Thursday, December 06, 2007

wonder ten

janet's hands fluttered, danced, and beat the air as her recorded voice recited. she forced the simple words of her poem into the world of three dimensions. "i am a sister; i am a dancer; i am an office worker; i am a wonderful person."

that evening, after dinner, sharon took a photo of me blowing kisses at my own reflection. janet's words were ringing in my ears: i am a wonderful person.



i reach out, offering a kindness, then instantly pull my hand back. something within has sprung up to identify my motive: atoning for sin, winning favour, attaining status or glory, hearing praise, inspiring guilt, or some other manipulation... rather than love for the sake of loving, i am doing good for my own sake.

restlessness takes over and i search my surroundings for a distraction. i don't want to think about how very selfish i am. the stench of hypocrisy nauseates me, and my eyes fill with hot tears. how can i be so full of crap?



gazing in mirrors leaves me in awe. my own reflection takes my breath away... not because vanity is my vice of choice, but because what i see is astounding. truly, i am the most beautiful of all God's creatures. and also the ugliest.

my thought life, my prayer, my work ethic, my patience, my compassion, my words, my fear, my touch, my openness, my courage, my purity, my thoughtfulness, my gentleness, my capacity to hope... as they are daily tested, they testify for and against me. and there is nothing like consensus.

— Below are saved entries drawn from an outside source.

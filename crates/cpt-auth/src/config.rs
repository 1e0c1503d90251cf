//! Client configuration.

use crate::domain::entities::AuthMode;
use crate::domain::errors::ConfigError;
use cpt_crypto::nonce::MAX_NONCE_LENGTH;
use serde::{Deserialize, Serialize};
use std::env;

/// Default API origin.
pub const DEFAULT_BASE_URL: &str = "https://api.coinapult.com";
/// Default leading path segment removed from signed `endpoint` fields.
pub const DEFAULT_TRANSPORT_PREFIX: &str = "/api";
/// Default nonce length in hex characters.
pub const DEFAULT_NONCE_LENGTH: usize = 20;

/// Settings for an [`ApiClient`](crate::service::ApiClient).
#[derive(Debug, Clone, PartialEq, Eq, Serialize, Deserialize)]
#[serde(default)]
pub struct AuthConfig {
    /// API origin; paths are appended to it
    pub base_url: String,

    /// Fixed path prefix stripped from the signed `endpoint` field
    pub transport_prefix: String,

    /// Nonce length in hex characters
    pub nonce_length: usize,

    /// Signer override for signed calls; `None` keeps the context's own mode
    pub auth_mode: Option<AuthMode>,

    /// Switch to ECC once an account key is bound
    pub switch_to_ecc_on_bind: bool,

    /// Hex SHA-256 of the locally accepted terms of service. When set, account
    /// creation refuses acknowledgments carrying a different digest.
    pub terms_digest: Option<String>,
}

impl Default for AuthConfig {
    fn default() -> Self {
        Self {
            base_url: DEFAULT_BASE_URL.to_string(),
            transport_prefix: DEFAULT_TRANSPORT_PREFIX.to_string(),
            nonce_length: DEFAULT_NONCE_LENGTH,
            auth_mode: None,
            switch_to_ecc_on_bind: true,
            terms_digest: None,
        }
    }
}

impl AuthConfig {
    /// Create configuration from environment variables.
    ///
    /// # Environment Variables
    ///
    /// - `CPT_BASE_URL`: API origin (default: https://api.coinapult.com)
    /// - `CPT_TRANSPORT_PREFIX`: Prefix stripped from `endpoint` (default: /api)
    /// - `CPT_NONCE_LENGTH`: Nonce length in hex characters (default: 20)
    /// - `CPT_AUTH_MODE`: `hmac` or `ecc` (default: the context's mode)
    /// - `CPT_SWITCH_TO_ECC`: Switch to ECC after binding (default: true)
    /// - `CPT_TERMS_SHA256`: Accepted terms of service digest (default: unset)
    pub fn from_env() -> Result<Self, ConfigError> {
        Self::from_lookup(|name| env::var(name).ok())
    }

    fn from_lookup(lookup: impl Fn(&str) -> Option<String>) -> Result<Self, ConfigError> {
        let defaults = Self::default();

        let nonce_length = match lookup("CPT_NONCE_LENGTH") {
            Some(raw) => raw
                .trim()
                .parse()
                .map_err(|_| ConfigError::InvalidValue {
                    field: "nonce_length",
                    reason: format!("'{raw}' is not a positive integer"),
                })?,
            None => defaults.nonce_length,
        };

        let auth_mode = match lookup("CPT_AUTH_MODE") {
            Some(raw) => Some(raw.parse()?),
            None => defaults.auth_mode,
        };

        let config = Self {
            base_url: lookup("CPT_BASE_URL").unwrap_or(defaults.base_url),
            transport_prefix: lookup("CPT_TRANSPORT_PREFIX").unwrap_or(defaults.transport_prefix),
            nonce_length,
            auth_mode,
            switch_to_ecc_on_bind: lookup("CPT_SWITCH_TO_ECC")
                .map(|v| parse_flag(&v))
                .unwrap_or(defaults.switch_to_ecc_on_bind),
            terms_digest: lookup("CPT_TERMS_SHA256")
                .map(|v| v.trim().to_ascii_lowercase())
                .filter(|v| !v.is_empty()),
        };
        config.validate()?;
        Ok(config)
    }

    /// Reject settings no client can run with.
    pub fn validate(&self) -> Result<(), ConfigError> {
        if self.base_url.trim().is_empty() {
            return Err(ConfigError::InvalidValue {
                field: "base_url",
                reason: "must not be empty".to_string(),
            });
        }

        if self.nonce_length == 0 || self.nonce_length > MAX_NONCE_LENGTH {
            return Err(ConfigError::InvalidValue {
                field: "nonce_length",
                reason: format!("must be between 1 and {MAX_NONCE_LENGTH}"),
            });
        }

        if let Some(digest) = &self.terms_digest {
            if digest.len() != 64 || !digest.chars().all(|c| c.is_ascii_hexdigit()) {
                return Err(ConfigError::InvalidValue {
                    field: "terms_digest",
                    reason: "expected 64 hex characters".to_string(),
                });
            }
        }

        Ok(())
    }
}

fn parse_flag(value: &str) -> bool {
    value.eq_ignore_ascii_case("true") || value == "1"
}
//! # Outbound Ports (Driven Ports / SPI)
//!
//! The HTTP transport is an external collaborator. It receives a fully built
//! [`OutboundRequest`] and returns the raw response body; retries, timeouts
//! and connection pooling are its business.

use crate::domain::entities::OutboundRequest;
use std::sync::Arc;
use thiserror::Error;

/// Failure reported by the transport.
#[derive(Debug, Clone, Error, PartialEq, Eq)]
pub enum TransportError {
    /// Connection could not be established or was dropped
    #[error("Connection error: {0}")]
    Connection(String),

    /// Non-success HTTP status without a usable JSON body
    #[error("HTTP status {status}: {body}")]
    Status {
        /// HTTP status code
        status: u16,
        /// Response body as received
        body: String,
    },

    /// The call did not complete in time
    #[error("Request timed out")]
    Timeout,
}

/// Performs one HTTP call.
///
/// GET requests carry `params` in the query string, POST requests as a form
/// body. Headers are sent verbatim.
pub trait Transport: Send + Sync {
    /// Execute `request` and return the response body.
    ///
    /// # Errors
    /// * `TransportError::Connection` - no response was received
    /// * `TransportError::Status` - the server answered with a non-JSON error page
    /// * `TransportError::Timeout` - deadline exceeded
    fn execute(&self, request: &OutboundRequest) -> Result<String, TransportError>;
}

impl<T: Transport + ?Sized> Transport for Arc<T> {
    fn execute(&self, request: &OutboundRequest) -> Result<String, TransportError> {
        (**self).execute(request)
    }
}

n.t. wright says the world is awesomely ugly and achingly beautiful, and that we need imagination in order to cope with what feels like a false dichotomy.

i say my head and heart hurt from the effort of trying to sort myself out.

but this i know: within myself i find great cause for hope, great need for confession, and great grounds for forgiving those who fail me. and without? a God who is only beautiful and who wants to come inside.



beautiful, you're beautiful
beautiful as the sun
wonderful, you're wonderful
as wonderful as they come
~smashing pumpkins, "beautiful"

2 comments:

Anonymous said...

Nice picture. That's all. No philosophical contribution.

:)

Michelle said...

I like catching my reflection too.

Thanks for assuring me often that the things I fear are shallow are natural and okay.